Petite Mamans range from 350 to 800 square feet, while a full-service Maman can be as large as 3,200 square feet, Mr. Sormonte said. Smaller stores allow him to target customers on the go and give him more flexibility when scouting for new locations, a crucial advantage given Manhattan’s historically low retail availability.

Buffalo Wild Wings, Starbucks, Blank Street Coffee and even Whole Foods have also announced or rolled out smaller, to-go-focused stores in New York City alongside their existing outposts. Blank Street, in particular, was born out of the small-format model: Most of its stores are below 350 square feet and are designed to serve customers at a rapid pace.

“All the retailers that are trying this have both models,” said David Firestein, managing partner of the brokerage SCG Retail. “The brands that have 10, 20, 50 or 100 stores, they’re constantly looking at the model and they’re constantly changing and evaluating. That’s what good retailers do.”

Chick-fil-A is having it both ways on the Upper East Side, with the new mobile pickup store on Second Avenue at East 80th Street just a few blocks away from a more traditional location with seating on Third Avenue at East 86th Street. Jared Caldwell, the owner and operator of both locations, said he wanted the design of the new outpost to complement the first and to accommodate the growing number of digital orders.

Tiny stores have another huge advantage over regular-size stores: lower rents.

For example, Gregorys Coffee locations range from 400 to 1,800 square feet in Manhattan, Mr. Zamfotis said, and he looks for rents between $100 and $300 per square foot. Within those ranges, the cheapest 1,800-square-foot store would cost him $60,000 a year more than the most expensive 400-square-foot store.

“Sometimes it’s hard to justify paying for that extra three, four or five hundred square feet for seating you don’t necessarily need,” Mr. Zamfotis said. “We don’t need a tremendous amount of seating. We just need enough to support some traffic that wants to stay.”

For cafes, smaller stores represent a departure from the “third place” business model, popularized by Starbucks, in which stores function as spaces separate from work or home where people can linger for hours, talk to friends and make new ones.

Third places can be anything — your hometown bar, a public park, even a fast-food restaurant like a McDonald’s — so long as people go there to gather, said Kathy Giuffre, an emerita professor of sociology at Colorado College.
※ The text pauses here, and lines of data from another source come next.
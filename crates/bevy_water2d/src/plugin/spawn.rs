//! Command for spawning water entities.

use bevy::prelude::*;

use super::DefaultWaterConfig;
use super::components::Water;
use crate::config::WaterConfig;
use crate::water::WaterBody;

/// Spawns a [`Water`] entity filling `rect` (floor at `rect.min.y`, resting
/// surface at `rect.max.y`).
///
/// Uses the plugin's default configuration unless overridden with
/// [`SpawnWater2d::with_config`]. Invalid setups are logged and nothing is
/// spawned.
///
/// # Example
/// ```ignore
/// fn setup(mut commands: Commands) {
///     commands.queue(SpawnWater2d::new(Rect::new(-10.0, -4.0, 10.0, 0.0)));
/// }
/// ```
pub struct SpawnWater2d {
  rect: Rect,
  config: Option<WaterConfig>,
}

impl SpawnWater2d {
  pub fn new(rect: Rect) -> Self {
    Self { rect, config: None }
  }

  pub fn with_config(mut self, config: WaterConfig) -> Self {
    self.config = Some(config);
    self
  }
}

impl bevy::ecs::system::Command for SpawnWater2d {
  fn apply(self, world: &mut World) {
    let config = self.config.unwrap_or_else(|| {
      world
        .get_resource::<DefaultWaterConfig>()
        .map(|r| r.0.clone())
        .unwrap_or_default()
    });

    match WaterBody::new(self.rect, config) {
      Ok(body) => {
        let entity = world.spawn(Water::new(body)).id();
        info!(
          "Spawned water {entity} spanning {:?} to {:?}",
          self.rect.min, self.rect.max
        );
      }
      Err(e) => error!("Failed to set up water body: {e}"),
    }
  }
}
Where speedy service, short hours or space constraints limit social gatherings, loneliness and isolation can grow.

“The profits probably are great at places that can get you in and get you out really fast,” she said. “The social costs are invisible, but very profound.”
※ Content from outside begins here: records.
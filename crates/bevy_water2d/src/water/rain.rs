//! Random raindrops over the water surface.

use bevy::math::Vec2;
use rand::rngs::StdRng;
use rand::{Rng, SeedableRng};

use crate::config::RainConfig;

/// Seeded drop generator with fractional-drop carry-over.
#[derive(Clone, Debug)]
pub struct Rain {
  rng: StdRng,
  accumulator: f32,
}

impl Rain {
  pub fn new(seed: Option<u64>) -> Self {
    let rng = match seed {
      Some(seed) => StdRng::seed_from_u64(seed),
      None => StdRng::from_os_rng(),
    };
    Self {
      rng,
      accumulator: 0.0,
    }
  }

  /// Drop positions `(x, z)` for `dt` seconds of rain over `x_range` and
  /// `z_range`.
  pub fn drops(
    &mut self,
    config: &RainConfig,
    dt: f32,
    x_range: (f32, f32),
    z_range: (f32, f32),
  ) -> Vec<Vec2> {
    if !config.enabled || config.drops_per_second <= 0.0 {
      return Vec::new();
    }
    self.accumulator += config.drops_per_second * dt.max(0.0);
    let count = self.accumulator.floor();
    self.accumulator -= count;

    (0..count as usize)
      .map(|_| Vec2::new(self.sample(x_range), self.sample(z_range)))
      .collect()
  }

  fn sample(&mut self, (min, max): (f32, f32)) -> f32 {
    if max > min {
      self.rng.random_range(min..max)
    } else {
      min
    }
  }
}

#[cfg(test)]
mod tests {
  use super::*;

  fn rain() -> RainConfig {
    RainConfig {
      enabled: true,
      drops_per_second: 10.0,
      ..Default::default()
    }
  }

  #[test]
  fn rate_carries_fractions() {
    let mut generator = Rain::new(Some(1));
    let config = rain();
    let total: usize = (0..60)
      .map(|_| generator.drops(&config, 1.0 / 60.0, (0.0, 5.0), (0.0, 0.0)).len())
      .sum();
    assert!((9..=10).contains(&total));
  }

  #[test]
  fn seeded_rain_is_reproducible() {
    let config = rain();
    let a = Rain::new(Some(9)).drops(&config, 1.0, (-2.0, 2.0), (-1.0, 1.0));
    let b = Rain::new(Some(9)).drops(&config, 1.0, (-2.0, 2.0), (-1.0, 1.0));
    assert_eq!(a, b);
    assert!(a.iter().all(|p| (-2.0..2.0).contains(&p.x) && (-1.0..1.0).contains(&p.y)));
  }

  #[test]
  fn disabled_rain_is_dry() {
    let mut generator = Rain::new(Some(1));
    let drops = generator.drops(&RainConfig::default(), 10.0, (0.0, 1.0), (0.0, 1.0));
    assert!(drops.is_empty());
  }
}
Mr. Zamfotis, however, doesn’t think small-format stores herald the end of the coffee shop as third place, even given Manhattan’s limited space and high rents.

“I’m a firm believer in the future of third places,” he said. It might be a different version, he noted, “but it’s still going to be there because people still crave a place to gather. And coffee has always been that central gathering point for folks.”